We have raised significant concerns about the proposed Universal, Targeted, Targeted Plus and Specialist layers. Rigid categories or holding layers can delay necessary access to EHCPs or specialist support. We believe that support must be flexible, personalised and responsive to respond to children’s evolving and fluctuating needs.  

All respondents of our parent-carer survey said mainstream settings could not meet their child or young person’s needs, reinforcing that universal provision alone will never be sufficient for everyone. 

We believe that specialist provision must remain a vital part of the SEND system, as the children who are accessing specialist provision require a specialist response to manage their complex needs. Our specialist education settings provide integrated therapeutic support, communication approaches, mental health support, independence-building and safe peer groups that cannot always be replicated in mainstream settings.  

Reducing specialist capacity would risk worsening mental health, isolation, placement breakdown and long-term costs for social care, health and public services. 

We raised mental health as another major priority. Over 80% of parents in our survey said their child’s mental health needs must be recognised. We are concerned that removing mental health as an explicit SEND area from the SEND Code of Practice risks reframing distress as behaviour and weakens accountability.  

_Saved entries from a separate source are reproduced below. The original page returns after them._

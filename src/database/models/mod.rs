//! Database model exports.

pub mod document;
pub mod filter;
pub mod notification;

pub use document::{fields, Document, Fields, ID_FIELD};
pub use filter::{apply_filters, matches_all, Filter, FilterOp};
pub use notification::{
    HealthAlert, NewHealthAlert, NewNotification, Notification, Priority, Severity,
};

/// Owner field used for identity scoping.
pub const USER_ID_FIELD: &str = "userId";

pub const CREATED_AT_FIELD: &str = "createdAt";
pub const UPDATED_AT_FIELD: &str = "updatedAt";
pub const TIMESTAMP_FIELD: &str = "timestamp";
pub const READ_FIELD: &str = "read";
pub const READ_AT_FIELD: &str = "readAt";
pub const ACKNOWLEDGED_FIELD: &str = "acknowledged";
pub const ACKNOWLEDGED_AT_FIELD: &str = "acknowledgedAt";

/// Collections written by the realtime domain operations.
pub const NOTIFICATIONS: &str = "notifications";
pub const HEALTH_METRICS: &str = "health_metrics";
pub const HEALTH_ALERTS: &str = "health_alerts";
//! Keyspace Report CLI
//!
//! Memory and hit-rate rollup reports for colon-namespaced cache keyspaces.
//! Renders a namespace tree at a chosen depth, optionally filtered by prefix.

use anyhow::Result;
use clap::{Args, Parser, Subcommand};
use env_logger::Env;
use std::path::PathBuf;
use std::time::Duration;

use keyspace_report::commands::{
    display_version, execute_report, invalidate_snapshot, print_tree, OutputFormat, ReportArgs,
    SourceSpec,
};
use keyspace_report::report::ReportType;
use keyspace_report::utils::config::{
    SourceConfig, DEFAULT_DATA_DIR, DEFAULT_MAX_RETRIES, DEFAULT_QUERY_TIMEOUT, DEFAULT_REDIS_URL,
};

/// Keyspace Report - memory and hit rate rollups for cache keyspaces
#[derive(Parser, Debug)]
#[command(name = "keyspace-report")]
#[command(version, about, long_about = None)]
struct Cli {
    /// Subcommand to execute
    #[command(subcommand)]
    command: Commands,

    /// Enable verbose logging
    #[arg(short, long, global = true)]
    verbose: bool,
}

/// Report identity and data source, shared by report and tree
#[derive(Args, Debug)]
struct TreeOpts {
    /// Name of this report; the built tree is stored locally under it
    #[arg(short, long)]
    name: String,

    /// Type of report
    #[arg(short = 't', long = "type", value_enum)]
    report_type: ReportType,

    /// Cache store URL
    #[arg(long, env = "KEYSPACE_REPORT_REDIS_URL", default_value = DEFAULT_REDIS_URL)]
    url: String,

    /// Read keys from a JSON keyspace dump instead of the cache store (takes precedence over --url)
    #[arg(long)]
    dump: Option<PathBuf>,

    /// Directory for local tree snapshots
    #[arg(long, default_value = DEFAULT_DATA_DIR)]
    data_dir: PathBuf,

    /// Discard the local snapshot and rebuild the tree
    #[arg(long)]
    regenerate: bool,

    /// Build the tree on two worker threads
    #[arg(long)]
    parallel: bool,

    /// Per-query timeout in milliseconds
    #[arg(long, default_value_t = DEFAULT_QUERY_TIMEOUT.as_millis() as u64)]
    timeout_ms: u64,

    /// Retries for a failed query
    #[arg(long, default_value_t = DEFAULT_MAX_RETRIES)]
    retries: u32,
}

impl TreeOpts {
    fn into_report_args(self) -> ReportArgs {
        let source = match self.dump {
            Some(path) => SourceSpec::Dump(path),
            None => SourceSpec::Redis(
                SourceConfig::new(self.url)
                    .with_timeout(Duration::from_millis(self.timeout_ms))
                    .with_retries(self.retries),
            ),
        };

        ReportArgs {
            name: self.name,
            report_type: self.report_type,
            regenerate: self.regenerate,
            source,
            data_dir: self.data_dir,
            parallel: self.parallel,
            ..Default::default()
        }
    }
}

/// Available commands
#[derive(Subcommand, Debug)]
enum Commands {
    /// Build (or reload) a report tree and render it
    Report {
        #[command(flatten)]
        tree: TreeOpts,

        /// How many levels below the root to render
        #[arg(short, long)]
        depth: Option<usize>,

        /// Only show rows starting with this prefix (e.g. "cache:page:*")
        #[arg(short, long)]
        prefix: Option<String>,

        /// Output format
        #[arg(long, value_enum, default_value = "table")]
        format: OutputFormat,

        /// Output file for JSON format
        #[arg(short, long)]
        output: Option<PathBuf>,
    },

    /// Print the structure of a report tree
    Tree {
        #[command(flatten)]
        tree: TreeOpts,

        /// How many levels below the root to print
        #[arg(short, long, default_value = "3")]
        depth: usize,
    },

    /// Remove the local snapshot of a report
    Invalidate {
        /// Name of the report
        #[arg(short, long)]
        name: String,

        /// Type of report
        #[arg(short = 't', long = "type", value_enum)]
        report_type: ReportType,

        /// Directory for local tree snapshots
        #[arg(long, default_value = DEFAULT_DATA_DIR)]
        data_dir: PathBuf,
    },

    /// Display version information
    Version,
}

fn main() -> Result<()> {
    // Parse CLI arguments
    let cli = Cli::parse();

    // Setup logging
    let log_level = if cli.verbose { "debug" } else { "info" };
    env_logger::Builder::from_env(Env::default().default_filter_or(log_level)).init();

    // Execute command
    match cli.command {
        Commands::Report {
            tree,
            depth,
            prefix,
            format,
            output,
        } => {
            let args = ReportArgs {
                depth,
                prefix,
                format,
                output,
                ..tree.into_report_args()
            };

            execute_report(args)?;
        }

        Commands::Tree { tree, depth } => {
            print_tree(&tree.into_report_args(), depth)?;
        }

        Commands::Invalidate {
            name,
            report_type,
            data_dir,
        } => {
            invalidate_snapshot(&name, report_type, &data_dir)?;
        }

        Commands::Version => {
            display_version();
        }
    }

    Ok(())
}

#[cfg(test)]
mod tests {
    use super::*;
    use clap::CommandFactory;

    #[test]
    fn test_cli_definition() {
        Cli::command().debug_assert();
    }

    #[test]
    fn test_source_defaults_follow_config() {
        let cli = Cli::try_parse_from(["keyspace-report", "report", "-n", "client", "-t", "memory"])
            .unwrap();

        let Commands::Report { tree, .. } = cli.command else {
            panic!("expected the report command");
        };
        assert_eq!(tree.timeout_ms, DEFAULT_QUERY_TIMEOUT.as_millis() as u64);
        assert_eq!(tree.retries, DEFAULT_MAX_RETRIES);

        match tree.into_report_args().source {
            SourceSpec::Redis(config) => assert_eq!(config.timeout, DEFAULT_QUERY_TIMEOUT),
            other => panic!("unexpected source {:?}", other),
        }
    }
}
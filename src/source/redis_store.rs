//! Blocking client for a live Redis-compatible cache store.

use super::{KeySource, KeyStats, KeyType};
use crate::utils::config::SourceConfig;
use crate::utils::error::SourceError;
use log::{debug, info, warn};
use redis::{Client, Cmd, Connection, FromRedisValue, Value};
use std::collections::HashMap;
use std::time::Duration;

/// Keys fetched per SCAN round trip
const SCAN_BATCH: usize = 1000;

/// Key source reading from a cache store
///
/// Per-key access statistics are read from a hash stored under the key
/// itself (`get`, `set`, `size`, `lifetime` fields), as written by the
/// traffic monitor that feeds the hit rate report.
pub struct RedisKeySource {
    client: Client,
    conn: Option<Connection>,
    timeout: Duration,
}

impl RedisKeySource {
    /// Connect to the store
    ///
    /// # Errors
    /// * `SourceError::Unavailable` - bad URL or the store cannot be reached
    pub fn connect(config: &SourceConfig) -> Result<Self, SourceError> {
        let client = Client::open(config.url.as_str())
            .map_err(|e| SourceError::Unavailable(format!("{}: {}", config.url, e)))?;

        let mut source = Self {
            client,
            conn: None,
            timeout: config.timeout,
        };

        source
            .connection()
            .map_err(|e| SourceError::Unavailable(format!("{}: {}", config.url, e)))?;

        info!("Connected to cache store: {}", config.url);
        Ok(source)
    }

    /// Current connection, reopened if a previous query dropped it
    fn connection(&mut self) -> Result<&mut Connection, SourceError> {
        if self.conn.is_none() {
            debug!("Opening cache store connection (timeout {:?})", self.timeout);
            let conn = self.client.get_connection_with_timeout(self.timeout)?;
            conn.set_read_timeout(Some(self.timeout))?;
            conn.set_write_timeout(Some(self.timeout))?;
            self.conn = Some(conn);
        }

        self.conn
            .as_mut()
            .ok_or_else(|| SourceError::Unavailable("no connection".to_string()))
    }

    fn query<T: FromRedisValue>(&mut self, cmd: &Cmd) -> Result<T, SourceError> {
        let result = cmd.query(self.connection()?);

        if let Err(e) = &result {
            if e.is_connection_dropped() || e.is_io_error() || e.is_timeout() {
                warn!("Cache store connection lost: {}", e);
                self.conn = None;
            }
        }

        result.map_err(SourceError::from)
    }
}

impl KeySource for RedisKeySource {
    fn list_keys(&mut self) -> Result<Vec<String>, SourceError> {
        let mut keys = Vec::new();
        let mut skipped = 0;
        let mut cursor: u64 = 0;

        loop {
            let (next, batch): (u64, Vec<Vec<u8>>) = self
                .query(redis::cmd("SCAN").arg(cursor).arg("COUNT").arg(SCAN_BATCH))
                .map_err(|e| SourceError::Unavailable(format!("SCAN failed: {}", e)))?;

            skipped += extend_utf8_keys(&mut keys, batch);
            if next == 0 {
                break;
            }
            cursor = next;
        }

        // SCAN may return a key more than once
        keys.sort_unstable();
        keys.dedup();

        info!(
            "Fetched {} keys from cache store ({} non-UTF-8 keys skipped)",
            keys.len(),
            skipped
        );
        Ok(keys)
    }

    fn type_of(&mut self, key: &str) -> Result<KeyType, SourceError> {
        let name: String = self.query(redis::cmd("TYPE").arg(key))?;
        Ok(KeyType::from_type_name(&name))
    }

    fn size_of(&mut self, key: &str) -> Result<u64, SourceError> {
        let key_type = self.type_of(key)?;
        match size_command(key_type, key) {
            Some(cmd) => {
                let reply: Value = self.query(&cmd)?;
                Ok(payload_bytes(&reply))
            }
            None => Ok(0),
        }
    }

    fn stats_of(&mut self, key: &str) -> Result<KeyStats, SourceError> {
        let fields: HashMap<String, String> = self.query(redis::cmd("HGETALL").arg(key))?;
        Ok(stats_from_fields(&fields))
    }
}

/// Command whose reply carries a key's value bytes; `None` for other types
fn size_command(key_type: KeyType, key: &str) -> Option<Cmd> {
    let name = match key_type {
        KeyType::Hash => "HGETALL",
        KeyType::Set => "SMEMBERS",
        KeyType::String => "GET",
        KeyType::Other => return None,
    };
    let mut cmd = redis::cmd(name);
    cmd.arg(key);
    Some(cmd)
}

/// Total bytes of every bulk string in a reply
///
/// Hash replies count field names and values, set replies every member,
/// string replies the raw value. A missing key (nil) is 0.
fn payload_bytes(reply: &Value) -> u64 {
    match reply {
        Value::Data(bytes) => bytes.len() as u64,
        Value::Bulk(items) => items.iter().map(payload_bytes).sum(),
        _ => 0,
    }
}

/// Append the UTF-8 keys of a SCAN batch, returning how many were skipped
fn extend_utf8_keys(keys: &mut Vec<String>, batch: Vec<Vec<u8>>) -> usize {
    let mut skipped = 0;
    for raw in batch {
        match String::from_utf8(raw) {
            Ok(key) => keys.push(key),
            Err(e) => {
                warn!(
                    "Skipping non-UTF-8 key: {}",
                    String::from_utf8_lossy(e.as_bytes())
                );
                skipped += 1;
            }
        }
    }
    skipped
}

/// Decode a stats hash; missing or unparsable fields count as 0
fn stats_from_fields(fields: &HashMap<String, String>) -> KeyStats {
    KeyStats {
        get_count: parse_counter(fields, "get"),
        set_count: parse_counter(fields, "set"),
        size_bytes: parse_counter(fields, "size"),
        lifetime_seconds: parse_counter(fields, "lifetime"),
    }
}

/// Counters are written as floats by the monitor and truncated here
fn parse_counter(fields: &HashMap<String, String>, name: &str) -> u64 {
    fields
        .get(name)
        .and_then(|v| v.trim().parse::<f64>().ok())
        .filter(|v| v.is_finite() && *v > 0.0)
        .map(|v| v as u64)
        .unwrap_or(0)
}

We know that mental health support is already difficult to access and oversubscribed from the perspective of the healthcare system, and we have major concerns about how this change could lead to less support, longer wait times, and children’s needs not being met.  

Removing mental health as an explicit SEND area from the SEND Code of Practice also risks less support for children experiencing emotionally-based school avoidance (EBSA) who need specialist provisions, additional in-school adjustments or EOTAS (education other than at school) packages.  

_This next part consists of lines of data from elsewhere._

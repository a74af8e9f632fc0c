//! Error types for the entire application.
//!
//! We use `thiserror` for library-style errors with custom types,
//! and `anyhow` for application-level error propagation in main.rs and commands.

use thiserror::Error;

/// Errors that can occur while talking to the key source
#[derive(Error, Debug)]
pub enum SourceError {
    #[error("Key source unavailable: {0}")]
    Unavailable(String),

    #[error("Query failed for key {key}: {message}")]
    Query { key: String, message: String },

    #[error("Redis error: {0}")]
    Redis(#[from] redis::RedisError),

    #[error("Failed to read keyspace dump: {0}")]
    DumpIo(#[from] std::io::Error),

    #[error("Invalid keyspace dump: {0}")]
    DumpFormat(#[from] serde_json::Error),
}

impl SourceError {
    /// Whether retrying the same query could succeed
    pub fn is_transient(&self) -> bool {
        match self {
            SourceError::Redis(e) => e.is_timeout() || e.is_io_error() || e.is_connection_dropped(),
            SourceError::Unavailable(_) => true,
            _ => false,
        }
    }
}

/// Errors that can occur while loading or saving a tree snapshot
#[derive(Error, Debug)]
pub enum SnapshotError {
    #[error("Snapshot I/O failed: {0}")]
    Io(#[from] std::io::Error),

    #[error("Snapshot (de)serialization failed: {0}")]
    Serialization(#[from] serde_json::Error),

    #[error("Incompatible snapshot: {0}")]
    Incompatible(String),

    #[error("Corrupt snapshot: {0}")]
    Corrupt(String),
}

/// Errors that can occur during file output
#[derive(Error, Debug)]
pub enum OutputError {
    #[error("Failed to write file: {0}")]
    WriteFailed(#[from] std::io::Error),

    #[error("Failed to serialize JSON: {0}")]
    SerializationFailed(#[from] serde_json::Error),

    #[error("Invalid output path: {0}")]
    InvalidPath(String),
}

/// Invalid report requests, rejected before any tree work starts
#[derive(Error, Debug, PartialEq, Eq)]
pub enum RequestError {
    #[error("Report name is required")]
    MissingName,

    #[error("Invalid report name: {0}")]
    InvalidName(String),

    #[error("Malformed prefix filter: {0}")]
    MalformedPrefix(String),

    #[error("Depth must be at least 1")]
    InvalidDepth,
}
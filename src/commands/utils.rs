use super::models::ReportArgs;
use super::report::{load_or_build, validate_name};
use crate::output::SnapshotStore;
use crate::report::ReportType;
use crate::tree::render_tree;
use crate::utils::config::SCHEMA_VERSION;
use anyhow::{Context, Result};
use std::path::Path;

/// Print the structure of a report tree
///
/// Uses the same snapshot-or-build path as the report command.
pub fn print_tree(args: &ReportArgs, max_depth: usize) -> Result<()> {
    validate_name(&args.name)?;

    let tree = load_or_build(args)?;
    print!("{}", render_tree(&tree, max_depth));

    Ok(())
}

/// Remove the local snapshot for a report
pub fn invalidate_snapshot(name: &str, report_type: ReportType, data_dir: &Path) -> Result<()> {
    validate_name(name)?;

    let store = SnapshotStore::new(data_dir);
    let removed = store
        .invalidate(name, report_type)
        .context("Failed to remove snapshot")?;

    if removed {
        println!("✓ Removed {} snapshot for '{}'", report_type, name);
    } else {
        println!("No local snapshot for '{}' ({})", name, report_type);
    }
    Ok(())
}

/// Display version information
pub fn display_version() {
    println!("Keyspace Report v{}", env!("CARGO_PKG_VERSION"));
    println!("Snapshot Schema: v{}", SCHEMA_VERSION);
    println!();
    println!("Memory and hit rate rollups for colon-namespaced cache keyspaces.");
}
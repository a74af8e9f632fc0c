//! Build the prefix tree from a flat list of key names.
//!
//! Each key is decomposed into its namespace prefixes and every prefix is
//! inserted under the one before it:
//!
//! ```text
//! cache:page:home  ->  cache
//!                      cache:page
//!                      cache:page:home
//! ```

use super::node::PrefixTree;
use crate::utils::config::{MAX_KEY_SEGMENTS, NAMESPACE_SEPARATOR, PROGRESS_LOG_INTERVAL};
use log::{debug, info, warn};
use std::thread;

/// Below this many keys the parallel build just runs sequentially
const PARALLEL_THRESHOLD: usize = 2;

/// Build a prefix tree from key names
///
/// **Public** - canonical single-threaded build
///
/// Order, duplicates and keys that are prefixes of other keys do not
/// affect the resulting set of paths; child order is first-seen.
pub fn build<S: AsRef<str>>(keys: &[S]) -> PrefixTree {
    let mut tree = PrefixTree::new();
    let total = keys.len();
    let mut skipped = 0;

    for (i, key) in keys.iter().enumerate() {
        let key = key.as_ref();
        if segment_count(key) > MAX_KEY_SEGMENTS {
            warn!(
                "Skipping key with more than {} segments: {:.64}...",
                MAX_KEY_SEGMENTS, key
            );
            skipped += 1;
        } else {
            tree.insert_key(key);
        }

        if (i + 1) % PROGRESS_LOG_INTERVAL == 0 {
            info!("Building report tree: {}/{} keys", i + 1, total);
        }
    }

    debug!(
        "Built tree with {} nodes from {} keys ({} skipped)",
        tree.node_count(),
        total,
        skipped
    );
    tree
}

fn segment_count(key: &str) -> usize {
    key.matches(NAMESPACE_SEPARATOR).count() + 1
}

/// Build a prefix tree on two worker threads
///
/// **Public** - fork/join fast path
///
/// The keys are sorted and split at the midpoint; each half is built into
/// its own tree by an independent worker and the right tree is grafted onto
/// the left one by path. Every key, including the one at the split point,
/// ends up in the result, which is identical to `build` over the sorted keys.
pub fn build_parallel<S: AsRef<str> + Sync>(keys: &[S]) -> PrefixTree {
    let mut sorted: Vec<&str> = keys.iter().map(AsRef::as_ref).collect();
    sorted.sort_unstable();

    if sorted.len() < PARALLEL_THRESHOLD {
        return build(&sorted);
    }

    let (left, right) = sorted.split_at(sorted.len() / 2);
    debug!(
        "Splitting {} keys at {:?} for parallel build",
        sorted.len(),
        right.first()
    );

    let joined = thread::scope(|scope| {
        let left_worker = scope.spawn(|| build(left));
        let right_worker = scope.spawn(|| build(right));
        (left_worker.join(), right_worker.join())
    });

    match joined {
        (Ok(mut tree), Ok(right_tree)) => {
            tree.graft(right_tree);
            debug!("Merged parallel build into {} nodes", tree.node_count());
            tree
        }
        _ => {
            warn!("Parallel build worker panicked, falling back to sequential build");
            build(&sorted)
        }
    }
}
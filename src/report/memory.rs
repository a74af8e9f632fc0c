//! Memory distribution report rows.

use super::projector::filtered_frontier;
use super::{bytes_to_mb, format_float};
use crate::tree::PrefixTree;
use serde::{Deserialize, Serialize};

/// Column headers of the memory table
pub const MEMORY_HEADERS: [&str; 4] = ["Key", "Nr. Keys", "Size (MB)", "Size (%)"];

/// One row of the memory report
#[derive(Debug, Clone, PartialEq, Serialize, Deserialize)]
pub struct MemoryRow {
    /// Key name, or group if it ends with a wildcard
    pub key: String,

    /// Number of keys under this row
    pub leaf_count: u64,

    pub size_bytes: u64,

    pub size_mb: f64,

    /// Share of the whole keyspace's size
    pub size_percent: f64,
}

impl MemoryRow {
    pub fn cells(&self) -> Vec<String> {
        vec![
            self.key.clone(),
            self.leaf_count.to_string(),
            format_float(self.size_mb),
            format_float(self.size_percent),
        ]
    }
}

/// Project a memory-aggregated tree into rows
///
/// **Public** - main entry point for the memory view
///
/// Rows are sorted by key count, largest first.
pub fn project_memory(tree: &PrefixTree, depth: usize, prefix: &str) -> Vec<MemoryRow> {
    let total_bytes = tree.root().metrics.size_bytes;

    let mut rows: Vec<MemoryRow> = filtered_frontier(tree, depth, prefix)
        .into_iter()
        .map(|entry| MemoryRow {
            size_mb: bytes_to_mb(entry.metrics.size_bytes),
            size_percent: percentage(entry.metrics.size_bytes, total_bytes),
            leaf_count: entry.metrics.leaf_count,
            size_bytes: entry.metrics.size_bytes,
            key: entry.key,
        })
        .collect();

    rows.sort_by(|a, b| b.leaf_count.cmp(&a.leaf_count));
    rows
}

fn percentage(part: u64, total: u64) -> f64 {
    if total == 0 {
        return 0.0;
    }
    part as f64 / total as f64 * 100.0
}
//! Output and persistence.
//!
//! This module handles writing data to disk and to the console:
//! - Tree snapshots (save, load, invalidate)
//! - ASCII tables
//! - JSON reports

pub mod json;
pub mod snapshot;
pub mod table;

// Re-export main types and functions
pub use json::{report_to_string, write_report};
pub use snapshot::{Snapshot, SnapshotStore};
pub use table::{render_table, Table};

The government’s proposals include Individual Support Plans, intended to set out the day-to-day support children and young people with SEND should receive. Our response was clear that families need more than a right to a plan. They need confidence that the support written into it will be delivered.  

ISPs must be based on robust assessment, personalised to the child, and include practical strategies, emotional understanding and clear evidence that support is working in everyday life. Families should recognise their child in the plan and see agreed support happening in practice, not just on paper.  

We also stressed the need for clear accountability over who writes, reviews and monitors ISPs, with proper SEND expertise, protected time and multi-agency input. Without enforceability, funding, external oversight and clear routes to challenge, ISPs risk becoming a box-ticking exercise that leaves needs unmet and increases EBSA, attendance gaps, declining mental health and family distress. 


Families face ongoing uncertainty, particularly around how EHCP reviews at transition points may affect continuity of placements, including in all-through specialist settings. 

These groups are underrepresented in the proposals, with little clarity on corporate parenting responsibilities, advocacy, and continuity of support. 

A growing need, especially among neurodivergent children, is not addressed, risking gaps in support, particularly at key transitions. 

The proposals do not explain how provision will be secured for children who cannot attend school, creating a risk of reduced protections. 

There is insufficient reassurance that families will retain access to independent, binding routes such as the SEND Tribunal, or that decisions will prioritise children’s needs over cost. 

Significant barriers faced by families are not addressed, with no commitment to statutory provision aligned to EHCPs up to age 25. 

The proposals do not fully address the wider impact of unmet need on health, social care, and public finances, risking false economies. 

We want SEND reforms to be built on trust, legal protections, specialist expertise and meaningful co-production. We don’t want to see any dilution of existing rights. A stronger system must invest early, listen to families, protect specialist provision and ensure every child receives support that truly meets their needs.